**Work instruction:**
Starting at the first line of the data below, repeat each line word for word up to and including the line with "attach the access".

── Extracted records

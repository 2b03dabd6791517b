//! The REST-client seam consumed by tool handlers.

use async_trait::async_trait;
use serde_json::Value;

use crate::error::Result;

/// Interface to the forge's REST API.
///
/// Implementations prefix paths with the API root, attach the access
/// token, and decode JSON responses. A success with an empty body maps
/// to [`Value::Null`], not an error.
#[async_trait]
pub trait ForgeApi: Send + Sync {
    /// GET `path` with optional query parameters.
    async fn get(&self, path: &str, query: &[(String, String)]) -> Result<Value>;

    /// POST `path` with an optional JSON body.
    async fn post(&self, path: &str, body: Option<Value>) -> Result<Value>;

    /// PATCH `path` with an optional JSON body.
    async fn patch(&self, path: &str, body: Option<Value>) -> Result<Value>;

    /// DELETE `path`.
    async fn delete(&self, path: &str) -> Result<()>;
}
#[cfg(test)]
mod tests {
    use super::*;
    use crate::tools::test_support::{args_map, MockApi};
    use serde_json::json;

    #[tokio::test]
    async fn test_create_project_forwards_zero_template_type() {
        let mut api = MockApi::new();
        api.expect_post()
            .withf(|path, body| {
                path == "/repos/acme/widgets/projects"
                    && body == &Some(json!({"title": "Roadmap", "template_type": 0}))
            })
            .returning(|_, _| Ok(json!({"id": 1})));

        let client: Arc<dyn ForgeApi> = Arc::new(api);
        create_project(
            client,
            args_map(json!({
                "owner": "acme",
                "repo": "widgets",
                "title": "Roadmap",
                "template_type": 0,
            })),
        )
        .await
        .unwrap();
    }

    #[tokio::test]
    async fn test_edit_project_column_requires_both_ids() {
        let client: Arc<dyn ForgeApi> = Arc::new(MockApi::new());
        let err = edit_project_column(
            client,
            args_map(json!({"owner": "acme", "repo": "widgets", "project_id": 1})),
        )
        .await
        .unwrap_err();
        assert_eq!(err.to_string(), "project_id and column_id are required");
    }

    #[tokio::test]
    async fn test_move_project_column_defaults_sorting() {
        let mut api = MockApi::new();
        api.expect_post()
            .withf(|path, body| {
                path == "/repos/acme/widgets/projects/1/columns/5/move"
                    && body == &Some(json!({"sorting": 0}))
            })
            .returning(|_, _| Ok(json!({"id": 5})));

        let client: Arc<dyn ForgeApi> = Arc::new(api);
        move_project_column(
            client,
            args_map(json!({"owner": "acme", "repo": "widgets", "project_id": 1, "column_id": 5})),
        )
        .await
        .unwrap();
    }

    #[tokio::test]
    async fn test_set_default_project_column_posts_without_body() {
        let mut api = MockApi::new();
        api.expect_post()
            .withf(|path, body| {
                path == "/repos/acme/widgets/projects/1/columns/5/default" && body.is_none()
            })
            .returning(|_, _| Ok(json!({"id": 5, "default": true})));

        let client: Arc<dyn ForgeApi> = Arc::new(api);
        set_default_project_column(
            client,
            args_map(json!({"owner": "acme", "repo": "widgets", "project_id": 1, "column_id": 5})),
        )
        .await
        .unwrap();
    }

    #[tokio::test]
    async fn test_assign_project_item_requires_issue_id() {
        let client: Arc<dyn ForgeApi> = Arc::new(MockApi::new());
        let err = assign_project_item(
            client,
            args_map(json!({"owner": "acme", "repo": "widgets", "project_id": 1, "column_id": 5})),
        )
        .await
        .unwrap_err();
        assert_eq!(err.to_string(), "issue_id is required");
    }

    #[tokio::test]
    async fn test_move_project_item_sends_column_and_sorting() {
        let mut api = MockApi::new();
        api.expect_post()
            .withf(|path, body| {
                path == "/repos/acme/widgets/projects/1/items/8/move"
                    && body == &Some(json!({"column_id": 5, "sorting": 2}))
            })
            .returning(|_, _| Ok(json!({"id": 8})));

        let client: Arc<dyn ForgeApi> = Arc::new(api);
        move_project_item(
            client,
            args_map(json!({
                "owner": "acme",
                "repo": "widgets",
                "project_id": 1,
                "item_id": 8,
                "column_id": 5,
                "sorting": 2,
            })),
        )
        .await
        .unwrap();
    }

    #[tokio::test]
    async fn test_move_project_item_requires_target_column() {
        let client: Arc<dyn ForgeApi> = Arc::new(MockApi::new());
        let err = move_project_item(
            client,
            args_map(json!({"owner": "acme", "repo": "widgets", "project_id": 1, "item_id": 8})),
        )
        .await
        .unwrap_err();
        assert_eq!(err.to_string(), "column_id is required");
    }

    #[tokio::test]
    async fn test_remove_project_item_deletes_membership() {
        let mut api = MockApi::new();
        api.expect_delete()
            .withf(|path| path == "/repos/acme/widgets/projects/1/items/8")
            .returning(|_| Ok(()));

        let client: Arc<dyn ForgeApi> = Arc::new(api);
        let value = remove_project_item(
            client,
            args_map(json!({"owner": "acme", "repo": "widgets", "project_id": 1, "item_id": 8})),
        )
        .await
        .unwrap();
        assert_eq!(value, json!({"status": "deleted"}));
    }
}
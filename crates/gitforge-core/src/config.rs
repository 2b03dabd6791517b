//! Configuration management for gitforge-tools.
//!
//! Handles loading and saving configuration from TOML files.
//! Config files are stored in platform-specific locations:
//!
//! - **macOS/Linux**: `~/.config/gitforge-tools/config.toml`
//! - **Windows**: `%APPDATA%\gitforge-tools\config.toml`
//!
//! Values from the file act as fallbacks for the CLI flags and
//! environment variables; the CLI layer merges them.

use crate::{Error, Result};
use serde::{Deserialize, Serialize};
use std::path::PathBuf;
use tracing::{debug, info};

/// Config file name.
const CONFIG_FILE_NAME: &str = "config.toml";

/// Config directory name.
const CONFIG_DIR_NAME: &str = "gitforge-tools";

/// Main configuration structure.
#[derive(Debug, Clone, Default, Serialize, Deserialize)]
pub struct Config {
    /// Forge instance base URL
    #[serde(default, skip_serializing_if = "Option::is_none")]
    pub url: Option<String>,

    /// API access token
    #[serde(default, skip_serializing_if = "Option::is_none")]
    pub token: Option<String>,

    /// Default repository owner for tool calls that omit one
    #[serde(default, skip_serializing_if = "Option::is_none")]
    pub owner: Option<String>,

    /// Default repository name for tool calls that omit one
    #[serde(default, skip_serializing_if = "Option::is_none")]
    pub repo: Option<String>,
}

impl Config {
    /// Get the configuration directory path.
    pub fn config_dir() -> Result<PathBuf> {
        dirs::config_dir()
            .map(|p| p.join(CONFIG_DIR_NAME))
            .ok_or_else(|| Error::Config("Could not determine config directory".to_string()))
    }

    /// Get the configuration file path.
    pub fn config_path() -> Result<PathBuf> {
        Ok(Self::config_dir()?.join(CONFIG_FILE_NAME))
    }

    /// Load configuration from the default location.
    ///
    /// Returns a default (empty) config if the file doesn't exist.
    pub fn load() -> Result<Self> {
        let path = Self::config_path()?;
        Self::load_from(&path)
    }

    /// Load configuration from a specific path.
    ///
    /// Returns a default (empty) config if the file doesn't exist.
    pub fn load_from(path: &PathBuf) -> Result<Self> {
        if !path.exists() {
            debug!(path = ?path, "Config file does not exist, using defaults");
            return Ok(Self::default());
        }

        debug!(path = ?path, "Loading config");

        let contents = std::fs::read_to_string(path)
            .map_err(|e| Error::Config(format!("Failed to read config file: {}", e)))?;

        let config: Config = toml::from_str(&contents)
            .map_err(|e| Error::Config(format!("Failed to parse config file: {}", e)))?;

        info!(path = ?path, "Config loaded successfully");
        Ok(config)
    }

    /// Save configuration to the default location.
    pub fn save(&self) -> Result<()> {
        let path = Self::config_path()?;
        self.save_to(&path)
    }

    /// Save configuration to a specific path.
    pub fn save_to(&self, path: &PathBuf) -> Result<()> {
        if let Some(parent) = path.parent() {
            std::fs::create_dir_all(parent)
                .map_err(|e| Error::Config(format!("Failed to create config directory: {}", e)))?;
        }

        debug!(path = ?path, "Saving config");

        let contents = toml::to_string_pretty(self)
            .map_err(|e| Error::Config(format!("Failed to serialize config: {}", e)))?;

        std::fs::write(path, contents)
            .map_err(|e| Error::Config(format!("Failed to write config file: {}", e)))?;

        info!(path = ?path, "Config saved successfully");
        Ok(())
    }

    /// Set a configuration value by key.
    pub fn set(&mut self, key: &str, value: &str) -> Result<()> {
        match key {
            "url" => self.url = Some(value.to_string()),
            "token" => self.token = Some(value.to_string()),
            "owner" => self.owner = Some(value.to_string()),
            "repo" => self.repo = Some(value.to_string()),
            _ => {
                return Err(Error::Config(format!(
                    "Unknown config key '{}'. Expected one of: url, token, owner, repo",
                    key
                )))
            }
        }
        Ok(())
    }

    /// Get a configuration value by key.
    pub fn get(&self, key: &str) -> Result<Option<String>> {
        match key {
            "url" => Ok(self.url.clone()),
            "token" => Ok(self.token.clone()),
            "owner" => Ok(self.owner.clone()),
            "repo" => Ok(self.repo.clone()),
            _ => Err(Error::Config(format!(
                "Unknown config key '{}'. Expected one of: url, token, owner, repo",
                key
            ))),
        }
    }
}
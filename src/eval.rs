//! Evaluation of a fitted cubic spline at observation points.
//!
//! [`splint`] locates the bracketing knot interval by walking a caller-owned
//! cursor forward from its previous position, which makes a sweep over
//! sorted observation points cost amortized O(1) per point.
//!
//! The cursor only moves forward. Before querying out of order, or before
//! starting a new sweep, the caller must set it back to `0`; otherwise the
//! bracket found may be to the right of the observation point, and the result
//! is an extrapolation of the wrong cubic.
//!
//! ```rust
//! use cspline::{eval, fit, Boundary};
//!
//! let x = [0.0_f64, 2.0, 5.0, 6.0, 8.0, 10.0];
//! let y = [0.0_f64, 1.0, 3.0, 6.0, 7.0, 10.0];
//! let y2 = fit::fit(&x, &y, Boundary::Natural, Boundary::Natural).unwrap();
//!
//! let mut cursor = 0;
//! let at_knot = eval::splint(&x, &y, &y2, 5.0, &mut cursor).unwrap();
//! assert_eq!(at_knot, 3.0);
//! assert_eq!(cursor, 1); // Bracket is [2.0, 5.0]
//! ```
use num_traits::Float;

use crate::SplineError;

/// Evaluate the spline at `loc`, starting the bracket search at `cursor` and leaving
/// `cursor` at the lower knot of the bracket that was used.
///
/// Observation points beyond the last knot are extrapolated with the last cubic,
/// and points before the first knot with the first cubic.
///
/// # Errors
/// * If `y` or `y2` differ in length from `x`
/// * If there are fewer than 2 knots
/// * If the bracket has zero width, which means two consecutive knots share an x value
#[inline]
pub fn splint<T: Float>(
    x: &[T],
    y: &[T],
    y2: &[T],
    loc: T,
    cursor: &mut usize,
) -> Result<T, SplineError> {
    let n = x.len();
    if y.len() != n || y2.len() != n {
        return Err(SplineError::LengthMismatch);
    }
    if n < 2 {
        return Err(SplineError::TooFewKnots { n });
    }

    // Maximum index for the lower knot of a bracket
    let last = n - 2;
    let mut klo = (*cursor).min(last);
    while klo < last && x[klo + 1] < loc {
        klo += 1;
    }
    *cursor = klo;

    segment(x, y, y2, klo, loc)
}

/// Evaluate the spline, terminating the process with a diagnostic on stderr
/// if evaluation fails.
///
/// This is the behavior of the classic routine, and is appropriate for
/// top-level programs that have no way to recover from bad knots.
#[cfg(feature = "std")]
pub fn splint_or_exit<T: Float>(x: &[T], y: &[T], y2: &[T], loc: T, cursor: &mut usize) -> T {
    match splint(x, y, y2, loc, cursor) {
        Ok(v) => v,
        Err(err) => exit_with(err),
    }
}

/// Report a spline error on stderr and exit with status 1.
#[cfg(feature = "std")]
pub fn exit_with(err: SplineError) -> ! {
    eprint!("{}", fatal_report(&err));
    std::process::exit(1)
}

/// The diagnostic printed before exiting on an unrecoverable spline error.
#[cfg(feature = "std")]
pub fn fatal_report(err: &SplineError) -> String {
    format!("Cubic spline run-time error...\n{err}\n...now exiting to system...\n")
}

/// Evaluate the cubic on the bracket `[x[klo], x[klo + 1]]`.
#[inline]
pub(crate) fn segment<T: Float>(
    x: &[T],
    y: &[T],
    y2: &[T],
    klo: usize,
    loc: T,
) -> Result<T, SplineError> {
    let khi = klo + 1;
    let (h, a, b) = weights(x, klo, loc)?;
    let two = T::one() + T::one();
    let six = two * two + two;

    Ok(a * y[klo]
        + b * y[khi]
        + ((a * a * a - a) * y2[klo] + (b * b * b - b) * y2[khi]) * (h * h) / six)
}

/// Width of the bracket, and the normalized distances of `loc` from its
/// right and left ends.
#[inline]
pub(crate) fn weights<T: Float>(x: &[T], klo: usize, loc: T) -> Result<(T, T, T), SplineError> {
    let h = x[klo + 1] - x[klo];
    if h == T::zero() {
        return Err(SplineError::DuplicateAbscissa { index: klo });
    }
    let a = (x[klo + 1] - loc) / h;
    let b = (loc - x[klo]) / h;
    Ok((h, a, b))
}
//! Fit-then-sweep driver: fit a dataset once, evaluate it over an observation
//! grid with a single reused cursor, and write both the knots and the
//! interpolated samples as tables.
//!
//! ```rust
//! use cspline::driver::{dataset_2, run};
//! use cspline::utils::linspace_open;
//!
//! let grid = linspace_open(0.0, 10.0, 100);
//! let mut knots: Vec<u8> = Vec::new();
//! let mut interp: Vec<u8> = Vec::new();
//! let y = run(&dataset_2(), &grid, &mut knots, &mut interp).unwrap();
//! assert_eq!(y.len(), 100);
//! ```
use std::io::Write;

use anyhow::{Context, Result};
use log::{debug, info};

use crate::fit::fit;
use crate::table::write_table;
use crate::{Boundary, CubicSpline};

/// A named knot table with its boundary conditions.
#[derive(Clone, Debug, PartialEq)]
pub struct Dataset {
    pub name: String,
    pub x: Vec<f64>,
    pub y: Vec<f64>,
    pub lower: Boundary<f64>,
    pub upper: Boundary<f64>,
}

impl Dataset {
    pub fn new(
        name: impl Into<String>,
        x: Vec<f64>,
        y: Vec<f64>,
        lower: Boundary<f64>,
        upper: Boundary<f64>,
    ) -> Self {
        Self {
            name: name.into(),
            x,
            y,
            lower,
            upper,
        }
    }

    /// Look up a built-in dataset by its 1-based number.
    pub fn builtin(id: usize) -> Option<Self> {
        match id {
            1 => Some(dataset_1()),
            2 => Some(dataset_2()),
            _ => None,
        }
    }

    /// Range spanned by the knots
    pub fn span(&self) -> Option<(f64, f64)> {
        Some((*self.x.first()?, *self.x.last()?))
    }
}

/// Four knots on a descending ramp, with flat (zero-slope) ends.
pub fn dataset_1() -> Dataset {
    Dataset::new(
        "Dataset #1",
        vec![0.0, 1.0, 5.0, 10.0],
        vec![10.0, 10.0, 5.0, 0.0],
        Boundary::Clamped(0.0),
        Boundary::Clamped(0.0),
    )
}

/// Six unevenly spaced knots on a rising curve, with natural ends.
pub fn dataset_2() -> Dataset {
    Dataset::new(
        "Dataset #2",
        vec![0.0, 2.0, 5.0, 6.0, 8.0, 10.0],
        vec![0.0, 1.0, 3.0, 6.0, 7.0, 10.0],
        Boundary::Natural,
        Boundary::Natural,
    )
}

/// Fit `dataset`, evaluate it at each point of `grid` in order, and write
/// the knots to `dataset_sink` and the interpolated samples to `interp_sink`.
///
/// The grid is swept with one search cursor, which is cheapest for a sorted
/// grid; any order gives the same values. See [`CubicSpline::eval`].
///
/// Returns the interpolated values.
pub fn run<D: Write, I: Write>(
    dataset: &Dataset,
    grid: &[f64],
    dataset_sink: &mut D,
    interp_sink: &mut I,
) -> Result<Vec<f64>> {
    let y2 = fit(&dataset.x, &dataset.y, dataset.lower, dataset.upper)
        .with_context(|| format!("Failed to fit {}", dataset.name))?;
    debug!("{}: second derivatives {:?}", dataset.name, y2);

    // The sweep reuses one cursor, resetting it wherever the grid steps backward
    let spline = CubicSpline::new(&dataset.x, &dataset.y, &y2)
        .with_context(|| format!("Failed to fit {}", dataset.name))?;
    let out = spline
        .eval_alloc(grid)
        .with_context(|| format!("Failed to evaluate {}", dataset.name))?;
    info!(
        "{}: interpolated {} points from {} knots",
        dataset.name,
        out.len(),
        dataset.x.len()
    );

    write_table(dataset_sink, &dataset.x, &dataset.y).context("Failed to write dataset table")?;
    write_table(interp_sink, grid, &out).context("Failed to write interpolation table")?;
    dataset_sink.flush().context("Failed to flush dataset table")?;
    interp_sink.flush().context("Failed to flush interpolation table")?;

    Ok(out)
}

────

**Result:**
repository 2b03dabd6791517b
//! The REST-client seam consumed by tool handlers.

use async_trait::async_trait;
use serde_json::Value;

use crate::error::Result;

/// Interface to the forge's REST API.
///
/// Implementations prefix paths with the API root, attach the access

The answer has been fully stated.